__INPUT FOR THIS TASK__
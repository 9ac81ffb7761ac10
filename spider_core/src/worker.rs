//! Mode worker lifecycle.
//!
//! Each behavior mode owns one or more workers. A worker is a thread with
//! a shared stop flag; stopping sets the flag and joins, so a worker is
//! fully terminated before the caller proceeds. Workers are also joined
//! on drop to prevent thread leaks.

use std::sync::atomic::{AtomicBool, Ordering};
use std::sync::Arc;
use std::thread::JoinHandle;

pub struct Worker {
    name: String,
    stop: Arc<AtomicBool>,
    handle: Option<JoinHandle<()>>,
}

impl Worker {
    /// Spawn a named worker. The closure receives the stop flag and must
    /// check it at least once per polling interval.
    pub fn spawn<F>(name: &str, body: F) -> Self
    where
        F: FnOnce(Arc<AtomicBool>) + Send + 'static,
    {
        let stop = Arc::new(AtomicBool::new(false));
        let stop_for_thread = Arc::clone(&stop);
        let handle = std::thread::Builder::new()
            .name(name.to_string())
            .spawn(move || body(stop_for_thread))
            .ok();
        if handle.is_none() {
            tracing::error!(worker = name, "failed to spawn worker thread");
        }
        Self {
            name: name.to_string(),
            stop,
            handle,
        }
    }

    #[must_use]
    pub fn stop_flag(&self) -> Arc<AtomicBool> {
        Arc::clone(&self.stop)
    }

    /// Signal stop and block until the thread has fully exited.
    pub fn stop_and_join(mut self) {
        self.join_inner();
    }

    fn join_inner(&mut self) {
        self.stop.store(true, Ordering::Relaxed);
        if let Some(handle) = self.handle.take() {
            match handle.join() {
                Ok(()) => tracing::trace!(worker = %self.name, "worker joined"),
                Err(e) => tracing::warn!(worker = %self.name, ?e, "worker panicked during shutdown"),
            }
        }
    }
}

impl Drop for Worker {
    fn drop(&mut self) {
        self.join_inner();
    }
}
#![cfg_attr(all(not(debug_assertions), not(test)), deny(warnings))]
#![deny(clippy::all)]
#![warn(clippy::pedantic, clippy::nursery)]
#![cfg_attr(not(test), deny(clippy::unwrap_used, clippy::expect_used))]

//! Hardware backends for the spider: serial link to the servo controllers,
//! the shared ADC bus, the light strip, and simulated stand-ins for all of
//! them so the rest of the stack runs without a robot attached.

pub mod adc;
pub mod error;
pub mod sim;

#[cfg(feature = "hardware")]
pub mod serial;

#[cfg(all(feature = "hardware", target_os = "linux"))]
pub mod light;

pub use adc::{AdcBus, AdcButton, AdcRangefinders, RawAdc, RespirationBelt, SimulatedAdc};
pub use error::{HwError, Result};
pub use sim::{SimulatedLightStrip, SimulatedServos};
--
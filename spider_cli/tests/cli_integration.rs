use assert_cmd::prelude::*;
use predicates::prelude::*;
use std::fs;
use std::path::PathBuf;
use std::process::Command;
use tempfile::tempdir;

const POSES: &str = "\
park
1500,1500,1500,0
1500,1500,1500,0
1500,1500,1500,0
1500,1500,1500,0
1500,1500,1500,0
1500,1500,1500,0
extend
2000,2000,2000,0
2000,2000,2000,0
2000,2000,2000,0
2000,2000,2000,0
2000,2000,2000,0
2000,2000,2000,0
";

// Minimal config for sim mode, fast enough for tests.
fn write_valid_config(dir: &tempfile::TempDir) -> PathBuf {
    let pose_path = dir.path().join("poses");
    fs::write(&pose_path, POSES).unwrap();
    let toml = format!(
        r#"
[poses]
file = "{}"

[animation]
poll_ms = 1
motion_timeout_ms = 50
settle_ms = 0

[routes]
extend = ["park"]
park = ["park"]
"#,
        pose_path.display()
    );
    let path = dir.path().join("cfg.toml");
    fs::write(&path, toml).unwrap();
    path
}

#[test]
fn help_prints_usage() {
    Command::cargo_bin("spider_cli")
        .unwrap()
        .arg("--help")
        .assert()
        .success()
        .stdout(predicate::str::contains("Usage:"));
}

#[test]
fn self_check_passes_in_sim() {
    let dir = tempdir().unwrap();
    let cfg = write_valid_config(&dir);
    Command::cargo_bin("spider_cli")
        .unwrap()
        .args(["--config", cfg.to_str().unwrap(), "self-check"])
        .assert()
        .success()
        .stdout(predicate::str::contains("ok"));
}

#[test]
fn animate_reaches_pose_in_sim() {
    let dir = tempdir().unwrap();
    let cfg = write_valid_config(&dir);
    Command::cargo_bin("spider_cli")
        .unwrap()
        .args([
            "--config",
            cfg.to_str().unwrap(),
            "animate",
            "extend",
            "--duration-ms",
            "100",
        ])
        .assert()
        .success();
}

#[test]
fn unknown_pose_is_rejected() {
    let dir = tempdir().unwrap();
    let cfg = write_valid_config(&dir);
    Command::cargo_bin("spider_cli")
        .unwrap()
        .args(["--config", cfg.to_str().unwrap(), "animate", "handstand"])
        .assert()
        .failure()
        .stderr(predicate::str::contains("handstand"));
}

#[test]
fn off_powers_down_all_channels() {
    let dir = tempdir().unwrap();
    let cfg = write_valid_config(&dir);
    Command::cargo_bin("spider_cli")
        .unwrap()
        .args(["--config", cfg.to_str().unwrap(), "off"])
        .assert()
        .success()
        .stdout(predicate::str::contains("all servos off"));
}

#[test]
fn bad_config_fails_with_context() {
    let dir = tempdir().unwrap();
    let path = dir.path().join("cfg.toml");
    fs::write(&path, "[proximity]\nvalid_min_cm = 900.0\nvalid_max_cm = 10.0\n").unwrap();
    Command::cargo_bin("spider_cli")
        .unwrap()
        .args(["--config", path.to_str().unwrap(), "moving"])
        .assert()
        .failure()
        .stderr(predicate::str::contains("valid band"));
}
---
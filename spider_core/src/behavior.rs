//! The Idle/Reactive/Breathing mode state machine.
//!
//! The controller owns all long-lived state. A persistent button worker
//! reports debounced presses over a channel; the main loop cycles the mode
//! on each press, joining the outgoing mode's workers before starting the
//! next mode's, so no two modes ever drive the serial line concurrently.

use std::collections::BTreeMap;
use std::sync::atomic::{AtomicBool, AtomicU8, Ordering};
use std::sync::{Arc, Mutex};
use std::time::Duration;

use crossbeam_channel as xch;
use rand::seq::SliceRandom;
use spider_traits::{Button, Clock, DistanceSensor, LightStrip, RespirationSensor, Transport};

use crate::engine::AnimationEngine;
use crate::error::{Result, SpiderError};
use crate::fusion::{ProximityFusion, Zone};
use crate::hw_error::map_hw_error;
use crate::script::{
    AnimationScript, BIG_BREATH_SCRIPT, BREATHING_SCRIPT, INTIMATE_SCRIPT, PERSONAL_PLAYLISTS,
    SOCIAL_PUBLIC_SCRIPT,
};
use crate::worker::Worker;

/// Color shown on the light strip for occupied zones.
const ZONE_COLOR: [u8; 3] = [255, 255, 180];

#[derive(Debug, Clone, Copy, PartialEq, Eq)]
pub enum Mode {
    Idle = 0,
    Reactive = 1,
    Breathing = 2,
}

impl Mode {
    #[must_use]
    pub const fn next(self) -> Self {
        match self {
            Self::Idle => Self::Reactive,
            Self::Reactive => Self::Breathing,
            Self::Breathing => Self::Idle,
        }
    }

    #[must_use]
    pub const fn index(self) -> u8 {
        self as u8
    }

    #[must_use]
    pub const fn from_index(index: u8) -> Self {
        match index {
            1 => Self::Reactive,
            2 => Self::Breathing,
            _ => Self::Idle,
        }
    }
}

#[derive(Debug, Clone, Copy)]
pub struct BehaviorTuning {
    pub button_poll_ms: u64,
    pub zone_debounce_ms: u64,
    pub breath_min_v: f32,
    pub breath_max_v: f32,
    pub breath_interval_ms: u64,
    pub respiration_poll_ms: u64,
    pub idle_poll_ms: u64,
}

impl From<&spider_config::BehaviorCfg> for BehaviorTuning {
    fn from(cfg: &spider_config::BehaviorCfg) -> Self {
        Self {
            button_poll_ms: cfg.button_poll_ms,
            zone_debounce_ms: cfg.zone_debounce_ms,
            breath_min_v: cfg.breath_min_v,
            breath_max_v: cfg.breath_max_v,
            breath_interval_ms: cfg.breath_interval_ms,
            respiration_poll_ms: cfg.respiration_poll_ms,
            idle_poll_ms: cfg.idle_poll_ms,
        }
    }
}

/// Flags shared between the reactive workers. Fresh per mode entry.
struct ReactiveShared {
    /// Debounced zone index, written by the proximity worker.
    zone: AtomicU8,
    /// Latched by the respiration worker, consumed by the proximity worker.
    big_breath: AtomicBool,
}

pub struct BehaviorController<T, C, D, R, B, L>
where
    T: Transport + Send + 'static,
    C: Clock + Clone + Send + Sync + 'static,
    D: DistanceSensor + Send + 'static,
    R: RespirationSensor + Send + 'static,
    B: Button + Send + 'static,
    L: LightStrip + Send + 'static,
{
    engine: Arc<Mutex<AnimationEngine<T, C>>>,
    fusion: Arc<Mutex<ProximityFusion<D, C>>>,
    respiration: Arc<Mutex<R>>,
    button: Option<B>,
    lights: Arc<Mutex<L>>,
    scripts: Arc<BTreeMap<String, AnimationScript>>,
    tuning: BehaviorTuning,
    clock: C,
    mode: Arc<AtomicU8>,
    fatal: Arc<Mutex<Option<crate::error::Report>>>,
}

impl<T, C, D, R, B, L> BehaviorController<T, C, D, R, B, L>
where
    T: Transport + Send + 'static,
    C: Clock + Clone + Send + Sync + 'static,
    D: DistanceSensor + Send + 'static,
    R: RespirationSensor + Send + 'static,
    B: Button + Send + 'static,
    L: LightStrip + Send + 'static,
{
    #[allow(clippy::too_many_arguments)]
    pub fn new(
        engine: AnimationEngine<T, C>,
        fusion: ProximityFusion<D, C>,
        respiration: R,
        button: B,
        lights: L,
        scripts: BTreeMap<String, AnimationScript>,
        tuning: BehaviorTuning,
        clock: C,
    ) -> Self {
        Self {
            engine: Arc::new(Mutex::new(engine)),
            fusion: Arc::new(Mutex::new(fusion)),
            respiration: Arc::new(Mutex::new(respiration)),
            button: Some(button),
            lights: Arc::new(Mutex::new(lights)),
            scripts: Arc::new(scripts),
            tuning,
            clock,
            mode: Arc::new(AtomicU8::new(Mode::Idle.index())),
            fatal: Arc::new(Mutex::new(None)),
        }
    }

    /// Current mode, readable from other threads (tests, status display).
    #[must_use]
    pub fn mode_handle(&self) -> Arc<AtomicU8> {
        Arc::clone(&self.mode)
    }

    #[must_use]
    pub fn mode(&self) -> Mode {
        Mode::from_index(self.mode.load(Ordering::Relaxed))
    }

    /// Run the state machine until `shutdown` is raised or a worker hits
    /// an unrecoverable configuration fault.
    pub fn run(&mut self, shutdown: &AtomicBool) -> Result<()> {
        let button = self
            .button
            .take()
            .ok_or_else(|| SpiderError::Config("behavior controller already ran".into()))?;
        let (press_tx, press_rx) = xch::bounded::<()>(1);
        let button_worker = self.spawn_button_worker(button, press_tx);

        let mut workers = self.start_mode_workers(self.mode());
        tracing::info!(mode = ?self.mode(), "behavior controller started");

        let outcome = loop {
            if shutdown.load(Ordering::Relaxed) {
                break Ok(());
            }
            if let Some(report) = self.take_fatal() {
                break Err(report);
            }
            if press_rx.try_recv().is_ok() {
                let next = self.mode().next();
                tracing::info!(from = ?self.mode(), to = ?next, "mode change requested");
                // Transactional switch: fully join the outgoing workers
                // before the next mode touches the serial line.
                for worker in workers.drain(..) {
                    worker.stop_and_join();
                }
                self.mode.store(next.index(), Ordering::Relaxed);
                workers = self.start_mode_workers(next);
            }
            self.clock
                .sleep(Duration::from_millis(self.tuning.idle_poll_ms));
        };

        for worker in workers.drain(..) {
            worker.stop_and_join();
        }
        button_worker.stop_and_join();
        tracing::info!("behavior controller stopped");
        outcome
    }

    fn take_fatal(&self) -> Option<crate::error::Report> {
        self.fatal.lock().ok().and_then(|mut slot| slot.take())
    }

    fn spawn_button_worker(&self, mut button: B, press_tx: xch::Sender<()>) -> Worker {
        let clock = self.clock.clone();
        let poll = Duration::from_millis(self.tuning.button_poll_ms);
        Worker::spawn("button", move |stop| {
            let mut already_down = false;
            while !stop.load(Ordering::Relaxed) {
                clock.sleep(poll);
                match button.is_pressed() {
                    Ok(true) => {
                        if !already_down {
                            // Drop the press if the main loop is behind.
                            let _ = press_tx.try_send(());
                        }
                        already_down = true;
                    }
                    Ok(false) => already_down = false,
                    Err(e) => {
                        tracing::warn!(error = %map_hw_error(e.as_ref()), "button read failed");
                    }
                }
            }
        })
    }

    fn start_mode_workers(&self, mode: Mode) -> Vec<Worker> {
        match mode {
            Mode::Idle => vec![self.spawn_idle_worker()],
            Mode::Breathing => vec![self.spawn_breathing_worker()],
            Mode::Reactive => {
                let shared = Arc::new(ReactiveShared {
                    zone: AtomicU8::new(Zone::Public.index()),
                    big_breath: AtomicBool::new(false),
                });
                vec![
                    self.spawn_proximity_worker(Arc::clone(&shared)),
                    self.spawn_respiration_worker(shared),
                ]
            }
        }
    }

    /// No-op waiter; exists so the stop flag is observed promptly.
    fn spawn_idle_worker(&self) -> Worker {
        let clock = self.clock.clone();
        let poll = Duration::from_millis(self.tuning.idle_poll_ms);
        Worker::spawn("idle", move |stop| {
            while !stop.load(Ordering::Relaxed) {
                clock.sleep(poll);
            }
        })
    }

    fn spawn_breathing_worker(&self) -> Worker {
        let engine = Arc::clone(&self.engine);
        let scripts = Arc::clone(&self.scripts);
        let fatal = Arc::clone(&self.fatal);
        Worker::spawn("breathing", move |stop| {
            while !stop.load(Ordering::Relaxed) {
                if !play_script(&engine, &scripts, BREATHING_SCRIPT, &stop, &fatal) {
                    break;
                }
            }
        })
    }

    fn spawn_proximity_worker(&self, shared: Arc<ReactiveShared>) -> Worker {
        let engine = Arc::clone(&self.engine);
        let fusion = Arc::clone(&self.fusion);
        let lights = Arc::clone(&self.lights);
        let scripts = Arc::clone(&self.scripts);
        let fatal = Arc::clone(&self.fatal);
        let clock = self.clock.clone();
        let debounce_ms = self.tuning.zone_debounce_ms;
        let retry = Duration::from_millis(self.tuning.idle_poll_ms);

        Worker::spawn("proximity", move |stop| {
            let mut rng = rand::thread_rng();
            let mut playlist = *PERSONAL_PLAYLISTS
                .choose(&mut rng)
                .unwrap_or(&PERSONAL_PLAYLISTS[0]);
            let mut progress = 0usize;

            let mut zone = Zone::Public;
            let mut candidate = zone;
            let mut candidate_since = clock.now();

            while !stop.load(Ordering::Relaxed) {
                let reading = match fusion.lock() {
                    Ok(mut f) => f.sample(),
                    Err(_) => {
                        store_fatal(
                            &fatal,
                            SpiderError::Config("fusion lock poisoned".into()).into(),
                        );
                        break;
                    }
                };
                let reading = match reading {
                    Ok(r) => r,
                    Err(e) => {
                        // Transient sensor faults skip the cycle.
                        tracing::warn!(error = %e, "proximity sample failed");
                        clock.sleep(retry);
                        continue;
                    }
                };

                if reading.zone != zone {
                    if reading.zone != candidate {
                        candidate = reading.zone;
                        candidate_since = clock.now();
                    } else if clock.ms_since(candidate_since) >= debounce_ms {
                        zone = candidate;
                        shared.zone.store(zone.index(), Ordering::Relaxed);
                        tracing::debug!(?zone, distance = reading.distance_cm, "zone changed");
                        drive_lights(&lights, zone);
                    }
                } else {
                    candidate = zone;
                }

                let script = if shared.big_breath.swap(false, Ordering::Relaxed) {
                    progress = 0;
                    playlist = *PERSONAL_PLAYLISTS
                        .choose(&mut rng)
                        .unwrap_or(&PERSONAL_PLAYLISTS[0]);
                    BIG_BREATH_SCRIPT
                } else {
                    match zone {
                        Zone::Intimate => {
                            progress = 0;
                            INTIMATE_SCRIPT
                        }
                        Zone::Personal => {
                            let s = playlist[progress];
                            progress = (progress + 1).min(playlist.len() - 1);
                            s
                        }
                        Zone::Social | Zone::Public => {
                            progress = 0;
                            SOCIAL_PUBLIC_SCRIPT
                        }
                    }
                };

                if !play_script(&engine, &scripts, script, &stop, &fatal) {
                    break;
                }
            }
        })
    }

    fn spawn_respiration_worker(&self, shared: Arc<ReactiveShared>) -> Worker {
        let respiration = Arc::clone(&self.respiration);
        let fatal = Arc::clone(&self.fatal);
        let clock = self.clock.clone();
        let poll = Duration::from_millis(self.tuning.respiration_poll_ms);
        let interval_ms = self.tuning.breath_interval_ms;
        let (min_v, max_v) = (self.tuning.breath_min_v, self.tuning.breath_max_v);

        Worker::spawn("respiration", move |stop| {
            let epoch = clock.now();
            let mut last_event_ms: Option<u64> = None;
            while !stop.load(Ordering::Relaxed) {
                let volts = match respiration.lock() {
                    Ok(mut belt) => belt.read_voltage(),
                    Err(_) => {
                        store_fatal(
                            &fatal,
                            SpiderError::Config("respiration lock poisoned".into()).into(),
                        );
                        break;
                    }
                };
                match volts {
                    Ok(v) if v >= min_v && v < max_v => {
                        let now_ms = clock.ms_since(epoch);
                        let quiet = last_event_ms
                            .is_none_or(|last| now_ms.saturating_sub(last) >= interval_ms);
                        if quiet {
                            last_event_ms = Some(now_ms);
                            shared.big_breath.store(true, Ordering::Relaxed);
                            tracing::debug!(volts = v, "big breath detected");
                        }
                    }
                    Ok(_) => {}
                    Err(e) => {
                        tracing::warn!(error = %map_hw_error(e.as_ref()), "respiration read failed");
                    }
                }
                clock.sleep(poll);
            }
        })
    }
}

__WHAT THIS TASK INVOLVES__
Repeat exactly the lines of the listing above, from the one with "repository 9ac81ffb7761ac10" down to the one with "use std::thread::JoinHandle;"; both of those lines belong in the range.

__RESPONSE TO THIS EXERCISE__
repository 9ac81ffb7761ac10
filename spider_core/src/worker.rs
//! Mode worker lifecycle.
//!
//! Each behavior mode owns one or more workers. A worker is a thread with
//! a shared stop flag; stopping sets the flag and joins, so a worker is
//! fully terminated before the caller proceeds. Workers are also joined
//! on drop to prevent thread leaks.

use std::sync::atomic::{AtomicBool, Ordering};
use std::sync::Arc;
use std::thread::JoinHandle;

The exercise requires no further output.